__What you need to do__: Filter the lines below, keeping each one that holds "hide".

__Data shown__:
● ● ● ● ● ● ●

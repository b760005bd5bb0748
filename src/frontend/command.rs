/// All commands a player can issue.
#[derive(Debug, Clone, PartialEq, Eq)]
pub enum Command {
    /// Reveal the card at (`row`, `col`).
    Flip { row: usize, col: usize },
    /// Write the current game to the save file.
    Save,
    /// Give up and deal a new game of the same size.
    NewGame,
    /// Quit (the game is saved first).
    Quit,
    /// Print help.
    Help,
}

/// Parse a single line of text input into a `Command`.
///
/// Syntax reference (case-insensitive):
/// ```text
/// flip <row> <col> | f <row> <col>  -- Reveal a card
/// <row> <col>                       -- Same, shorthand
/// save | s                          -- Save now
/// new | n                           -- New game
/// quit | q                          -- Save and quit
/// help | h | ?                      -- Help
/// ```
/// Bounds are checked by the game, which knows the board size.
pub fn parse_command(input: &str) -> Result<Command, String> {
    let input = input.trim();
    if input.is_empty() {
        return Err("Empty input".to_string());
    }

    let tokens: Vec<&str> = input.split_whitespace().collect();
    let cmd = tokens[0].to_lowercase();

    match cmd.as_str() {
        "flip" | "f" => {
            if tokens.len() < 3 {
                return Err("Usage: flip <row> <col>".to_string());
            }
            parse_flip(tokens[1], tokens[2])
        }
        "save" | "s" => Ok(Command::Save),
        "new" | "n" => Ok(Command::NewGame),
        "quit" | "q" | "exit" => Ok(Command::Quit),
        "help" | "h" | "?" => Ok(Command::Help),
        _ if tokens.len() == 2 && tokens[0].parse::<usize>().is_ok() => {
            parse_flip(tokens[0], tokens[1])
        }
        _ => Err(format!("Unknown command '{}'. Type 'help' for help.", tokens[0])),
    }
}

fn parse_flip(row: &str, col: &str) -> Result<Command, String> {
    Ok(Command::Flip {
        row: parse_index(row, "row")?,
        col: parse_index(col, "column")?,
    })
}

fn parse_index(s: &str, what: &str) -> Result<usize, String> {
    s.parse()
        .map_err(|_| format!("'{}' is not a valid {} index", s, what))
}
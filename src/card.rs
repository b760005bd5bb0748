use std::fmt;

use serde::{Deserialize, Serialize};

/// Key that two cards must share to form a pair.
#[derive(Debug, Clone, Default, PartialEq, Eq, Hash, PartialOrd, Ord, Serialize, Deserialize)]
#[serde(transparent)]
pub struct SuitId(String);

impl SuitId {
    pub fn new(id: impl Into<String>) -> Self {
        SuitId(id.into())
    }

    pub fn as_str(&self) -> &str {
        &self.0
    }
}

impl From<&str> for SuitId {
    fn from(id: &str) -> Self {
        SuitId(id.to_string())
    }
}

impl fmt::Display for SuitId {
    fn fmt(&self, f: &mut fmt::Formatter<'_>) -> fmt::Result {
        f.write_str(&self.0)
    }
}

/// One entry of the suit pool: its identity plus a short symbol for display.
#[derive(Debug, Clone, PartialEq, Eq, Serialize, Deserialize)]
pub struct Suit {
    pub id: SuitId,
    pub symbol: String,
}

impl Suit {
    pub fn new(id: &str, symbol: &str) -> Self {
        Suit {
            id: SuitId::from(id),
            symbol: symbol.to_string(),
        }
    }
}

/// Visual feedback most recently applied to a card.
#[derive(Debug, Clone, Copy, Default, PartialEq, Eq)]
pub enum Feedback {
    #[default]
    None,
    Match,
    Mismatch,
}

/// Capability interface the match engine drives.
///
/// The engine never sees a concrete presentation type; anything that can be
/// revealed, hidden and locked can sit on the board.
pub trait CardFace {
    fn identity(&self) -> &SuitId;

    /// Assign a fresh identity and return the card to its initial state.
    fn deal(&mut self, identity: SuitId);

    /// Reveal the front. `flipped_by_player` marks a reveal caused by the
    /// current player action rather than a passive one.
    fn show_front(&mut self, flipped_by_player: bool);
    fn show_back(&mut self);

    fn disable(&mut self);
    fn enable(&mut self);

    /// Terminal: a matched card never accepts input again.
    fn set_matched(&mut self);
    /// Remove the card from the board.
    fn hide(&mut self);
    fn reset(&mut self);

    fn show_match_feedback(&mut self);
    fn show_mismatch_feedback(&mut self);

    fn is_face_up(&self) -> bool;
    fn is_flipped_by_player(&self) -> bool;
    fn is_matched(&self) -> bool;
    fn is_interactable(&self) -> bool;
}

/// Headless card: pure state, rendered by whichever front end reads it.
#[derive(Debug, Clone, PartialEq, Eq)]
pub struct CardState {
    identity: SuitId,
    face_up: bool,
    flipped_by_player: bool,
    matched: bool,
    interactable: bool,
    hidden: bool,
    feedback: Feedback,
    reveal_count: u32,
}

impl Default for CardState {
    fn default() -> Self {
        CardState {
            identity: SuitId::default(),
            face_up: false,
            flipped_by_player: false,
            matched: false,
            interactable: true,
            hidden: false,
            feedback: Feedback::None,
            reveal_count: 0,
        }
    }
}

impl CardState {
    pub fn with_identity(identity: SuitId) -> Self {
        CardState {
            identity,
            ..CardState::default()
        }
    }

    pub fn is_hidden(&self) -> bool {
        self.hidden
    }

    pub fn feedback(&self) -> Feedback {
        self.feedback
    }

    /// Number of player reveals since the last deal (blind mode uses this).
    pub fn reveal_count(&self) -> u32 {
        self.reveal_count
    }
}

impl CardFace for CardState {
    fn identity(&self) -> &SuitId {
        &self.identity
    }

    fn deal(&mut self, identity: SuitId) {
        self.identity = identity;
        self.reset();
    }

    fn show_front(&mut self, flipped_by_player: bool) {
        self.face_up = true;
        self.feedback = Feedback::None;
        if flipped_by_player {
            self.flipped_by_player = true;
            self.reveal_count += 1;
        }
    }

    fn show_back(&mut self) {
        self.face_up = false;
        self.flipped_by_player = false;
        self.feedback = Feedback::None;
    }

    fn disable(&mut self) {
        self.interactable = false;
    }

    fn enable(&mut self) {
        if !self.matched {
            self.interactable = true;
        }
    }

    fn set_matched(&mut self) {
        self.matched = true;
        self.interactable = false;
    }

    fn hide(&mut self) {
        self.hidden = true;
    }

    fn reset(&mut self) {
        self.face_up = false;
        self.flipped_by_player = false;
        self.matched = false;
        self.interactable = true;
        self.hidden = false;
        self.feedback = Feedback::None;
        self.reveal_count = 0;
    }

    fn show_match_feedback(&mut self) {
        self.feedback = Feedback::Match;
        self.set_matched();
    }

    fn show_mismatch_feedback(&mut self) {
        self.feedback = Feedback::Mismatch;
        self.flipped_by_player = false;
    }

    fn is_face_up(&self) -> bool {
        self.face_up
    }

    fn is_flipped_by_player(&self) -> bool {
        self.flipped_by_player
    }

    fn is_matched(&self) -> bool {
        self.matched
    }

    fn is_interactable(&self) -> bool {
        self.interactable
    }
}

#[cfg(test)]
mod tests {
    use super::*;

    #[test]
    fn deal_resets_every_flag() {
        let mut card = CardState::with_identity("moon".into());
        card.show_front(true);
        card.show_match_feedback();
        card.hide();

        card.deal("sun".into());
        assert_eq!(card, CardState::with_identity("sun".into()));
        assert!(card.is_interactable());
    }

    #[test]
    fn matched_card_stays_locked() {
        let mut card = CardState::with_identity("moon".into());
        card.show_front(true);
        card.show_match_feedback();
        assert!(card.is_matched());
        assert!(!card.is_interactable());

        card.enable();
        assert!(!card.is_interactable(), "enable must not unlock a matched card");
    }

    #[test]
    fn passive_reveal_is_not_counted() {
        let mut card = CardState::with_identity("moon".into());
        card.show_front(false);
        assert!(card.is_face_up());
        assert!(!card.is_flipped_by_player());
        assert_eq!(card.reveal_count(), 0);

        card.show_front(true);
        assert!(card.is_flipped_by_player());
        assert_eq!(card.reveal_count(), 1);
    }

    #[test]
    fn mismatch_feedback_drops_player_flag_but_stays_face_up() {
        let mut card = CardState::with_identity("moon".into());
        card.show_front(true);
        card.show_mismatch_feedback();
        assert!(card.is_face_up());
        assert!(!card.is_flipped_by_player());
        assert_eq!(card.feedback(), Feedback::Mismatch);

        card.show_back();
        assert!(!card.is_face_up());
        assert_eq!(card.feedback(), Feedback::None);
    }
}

● ● ● ● ● ● ●

__Answer section__:
    fn hide(&mut self);
    fn hide(&mut self) {
        card.hide();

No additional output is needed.